A existência de pluralidades religiosas dentro de um país parece ter tido um efeito menos determinante no resultado dos debates sobre o casamento entre pessoas do mesmo sexo. Em alguns desses países, incluindo os Estados Unidos, o consenso sobre esta questão era difícil de alcançar. Por outro lado, os Países Baixos – o primeiro país a conceder direitos matrimoniais iguais a casais do mesmo sexo (2001) – eram religiosamente diversos, tal como o Canadá, que o fez em 2005.
A maior parte das religiões do mundo tem, em alguns pontos da sua história, oposto o casamento entre pessoas do mesmo sexo por uma ou mais das seguintes razões: os actos homossexuais violam a lei natural ou intenções divinas e são, portanto, imorais; passagens em textos sagrados condenam os actos homossexuais; e a tradição religiosa reconhece como válido apenas o casamento de um homem e uma mulher. No início do século XXI, porém, o judaísmo, o cristianismo, o hinduísmo e o budismo falaram a mais de uma voz sobre esta questão. O judaísmo ortodoxo opôs-se ao casamento entre pessoas do mesmo sexo, enquanto que as tradições Reformistas, Reconstrucionistas e Conservadoras o permitiam. A maioria das denominações cristãs opôs-se, enquanto a Igreja Unida de Cristo, a Igreja Unida do Canadá, e a Sociedade Religiosa dos Amigos (Quakers) tomaram uma posição mais favorável ou permitiram a autonomia individual das igrejas na matéria. As igrejas Universalistas Unitárias e a Irmandade Universal das Igrejas da Comunidade Metropolitana orientada para os homossexuais aceitaram plenamente o casamento entre pessoas do mesmo sexo. O hinduísmo, sem um único líder ou hierarquia, permitiu que alguns hindus aceitassem a prática enquanto outros se opunham virulentamente. As três maiores escolas de budismo – Theravada, Mahayana, e Vajrayana – enfatizaram a obtenção da iluminação como um tema básico; a maior parte da literatura budista, portanto, considerava todo o casamento como uma escolha entre os dois indivíduos envolvidos.
Sexualidade é apenas uma das muitas áreas em que a autoridade religiosa e cívica interagem; as definições da finalidade do casamento é outra. Numa perspectiva, o objectivo do casamento é assegurar o sucesso da procriação e da criação dos filhos. Noutro, o casamento proporciona um – e talvez “o” – bloco de construção fundamental de comunidades estáveis, com a procriação como um subproduto incidental. Uma terceira perspectiva sustenta que o casamento é um instrumento de dominação social e, portanto, não é desejável.
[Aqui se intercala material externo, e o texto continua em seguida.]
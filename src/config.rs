//! # Bot Configuration Module
//!
//! This module defines the process-wide configuration of the order bot:
//! Telegram credentials, the promotional channel, the administrator that
//! receives orders, and retry settings for order notifications.

use std::collections::HashMap;
use std::path::PathBuf;
use std::str::FromStr;

use crate::errors::ConfigError;

// Constants for bot configuration
pub const DEFAULT_PROMO_MESSAGE_ID: i32 = 2;
pub const DEFAULT_LANGUAGE: &str = "uz";

/// Retry configuration for administrator notifications
#[derive(Debug, Clone, PartialEq)]
pub struct DeliveryConfig {
    /// Maximum number of retry attempts after the first failure
    pub max_retries: u32,
    /// Base delay between retries in milliseconds
    pub base_retry_delay_ms: u64,
    /// Maximum delay between retries in milliseconds
    pub max_retry_delay_ms: u64,
}

impl Default for DeliveryConfig {
    fn default() -> Self {
        Self {
            max_retries: 2,
            base_retry_delay_ms: 500,  // 0.5 seconds
            max_retry_delay_ms: 5000, // 5 seconds
        }
    }
}

/// Configuration structure for the order bot
#[derive(Debug, Clone)]
pub struct BotConfig {
    /// Telegram bot token
    pub bot_token: String,
    /// Channel holding the promotional post forwarded on /start
    pub channel_id: i64,
    /// Message id of the promotional post inside the channel
    pub promo_message_id: i32,
    /// Chat that receives new order notifications
    pub admin_id: i64,
    /// Language used when the user's language is unknown or unsupported
    pub default_language: String,
    /// Optional directory with `<lang>/main.ftl` files overriding the built-in texts
    pub locales_dir: Option<PathBuf>,
    /// Notification retry settings
    pub delivery: DeliveryConfig,
}

impl BotConfig {
    /// Build the configuration from the process environment.
    ///
    /// Call `dotenv::dotenv()` beforehand to pick up a `.env` file.
    pub fn from_env() -> Result<Self, ConfigError> {
        Self::from_vars(&std::env::vars().collect())
    }

    /// Build the configuration from an explicit variable map
    pub fn from_vars(vars: &HashMap<String, String>) -> Result<Self, ConfigError> {
        let defaults = DeliveryConfig::default();

        Ok(Self {
            bot_token: required(vars, "TELEGRAM_BOT_TOKEN")?,
            channel_id: parse_required(vars, "CHANNEL_ID")?,
            promo_message_id: parse_or(vars, "PROMO_MESSAGE_ID", DEFAULT_PROMO_MESSAGE_ID)?,
            admin_id: parse_required(vars, "ADMIN_ID")?,
            default_language: vars
                .get("DEFAULT_LANGUAGE")
                .map(|s| s.trim().to_lowercase())
                .filter(|s| !s.is_empty())
                .unwrap_or_else(|| DEFAULT_LANGUAGE.to_string()),
            locales_dir: vars
                .get("LOCALES_DIR")
                .filter(|s| !s.trim().is_empty())
                .map(PathBuf::from),
            delivery: DeliveryConfig {
                max_retries: parse_or(vars, "NOTIFY_MAX_RETRIES", defaults.max_retries)?,
                base_retry_delay_ms: parse_or(
                    vars,
                    "NOTIFY_BASE_RETRY_DELAY_MS",
                    defaults.base_retry_delay_ms,
                )?,
                max_retry_delay_ms: parse_or(
                    vars,
                    "NOTIFY_MAX_RETRY_DELAY_MS",
                    defaults.max_retry_delay_ms,
                )?,
            },
        })
    }
}

fn required(vars: &HashMap<String, String>, key: &str) -> Result<String, ConfigError> {
    match vars.get(key).map(|v| v.trim()) {
        Some(value) if !value.is_empty() => Ok(value.to_string()),
        _ => Err(ConfigError::Missing(key.to_string())),
    }
}

fn parse_value<T: FromStr>(key: &str, value: &str) -> Result<T, ConfigError> {
    value.trim().parse().map_err(|_| ConfigError::Invalid {
        key: key.to_string(),
        value: value.to_string(),
    })
}

fn parse_required<T: FromStr>(vars: &HashMap<String, String>, key: &str) -> Result<T, ConfigError> {
    let value = required(vars, key)?;
    parse_value(key, &value)
}

fn parse_or<T: FromStr>(
    vars: &HashMap<String, String>,
    key: &str,
    default: T,
) -> Result<T, ConfigError> {
    match vars.get(key) {
        Some(value) if !value.trim().is_empty() => parse_value(key, value),
        _ => Ok(default),
    }
}

#[cfg(test)]
mod tests {
    use super::*;

    fn base_vars() -> HashMap<String, String> {
        [
            ("TELEGRAM_BOT_TOKEN", "123:abc"),
            ("CHANNEL_ID", "-1001234567890"),
            ("ADMIN_ID", "42"),
        ]
        .into_iter()
        .map(|(k, v)| (k.to_string(), v.to_string()))
        .collect()
    }

    #[test]
    fn test_defaults_applied() {
        let config = BotConfig::from_vars(&base_vars()).unwrap();

        assert_eq!(config.channel_id, -1001234567890);
        assert_eq!(config.admin_id, 42);
        assert_eq!(config.promo_message_id, DEFAULT_PROMO_MESSAGE_ID);
        assert_eq!(config.default_language, "uz");
        assert!(config.locales_dir.is_none());
        assert_eq!(config.delivery, DeliveryConfig::default());
    }

    #[test]
    fn test_missing_token() {
        let mut vars = base_vars();
        vars.remove("TELEGRAM_BOT_TOKEN");

        let err = BotConfig::from_vars(&vars).unwrap_err();
        assert_eq!(err, ConfigError::Missing("TELEGRAM_BOT_TOKEN".to_string()));
    }

    #[test]
    fn test_invalid_admin_id() {
        let mut vars = base_vars();
        vars.insert("ADMIN_ID".to_string(), "admin".to_string());

        let err = BotConfig::from_vars(&vars).unwrap_err();
        assert!(matches!(err, ConfigError::Invalid { ref key, .. } if key == "ADMIN_ID"));
    }

    #[test]
    fn test_overrides() {
        let mut vars = base_vars();
        vars.insert("PROMO_MESSAGE_ID".to_string(), "7".to_string());
        vars.insert("DEFAULT_LANGUAGE".to_string(), " EN ".to_string());
        vars.insert("NOTIFY_MAX_RETRIES".to_string(), "0".to_string());

        let config = BotConfig::from_vars(&vars).unwrap();
        assert_eq!(config.promo_message_id, 7);
        assert_eq!(config.default_language, "en");
        assert_eq!(config.delivery.max_retries, 0);
    }
}
//! Bot module for handling Telegram interactions
//!
//! This module is split into several submodules:
//! - `message_handler`: Turns incoming Telegram messages into dialogue events
//! - `router`: Dispatch table from (state, event) to a route
//! - `dialogue_manager`: The order dialogue state machine
//! - `notifier`: Delivers orders to the administrator
//! - `ui_builder`: Creates keyboards and formats messages

pub mod dialogue_manager;
pub mod message_handler;
pub mod notifier;
pub mod router;
pub mod ui_builder;

// Re-export main handler functions for use in main.rs
pub use dialogue_manager::{FlowSettings, OrderFlow};
pub use message_handler::message_handler;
Uma quarta é que as relações entre adultos com consentimento não devem ser reguladas pelo governo. Embora a maioria das religiões subscreva apenas uma destas crenças, não é raro que dois ou mais pontos de vista coexistam dentro de uma dada sociedade.
Proponentes do primeiro ponto de vista acreditam que o principal objectivo do casamento é proporcionar uma instituição social relativamente uniforme através da qual se possa produzir e criar filhos. Na sua opinião, porque tanto o homem como a mulher são necessários para a procriação, os privilégios do casamento devem estar disponíveis apenas para casais de sexos opostos. Por outras palavras, as parcerias envolvendo intimidade sexual deveriam ter pelo menos um potencial nocional para a procriação. Nesta perspectiva, o movimento de reconhecimento legal do casamento entre pessoas do mesmo sexo é uma tentativa mal orientada de negar as distinções sociais, morais e biológicas que fomentam a existência contínua da sociedade, pelo que deve ser desencorajado.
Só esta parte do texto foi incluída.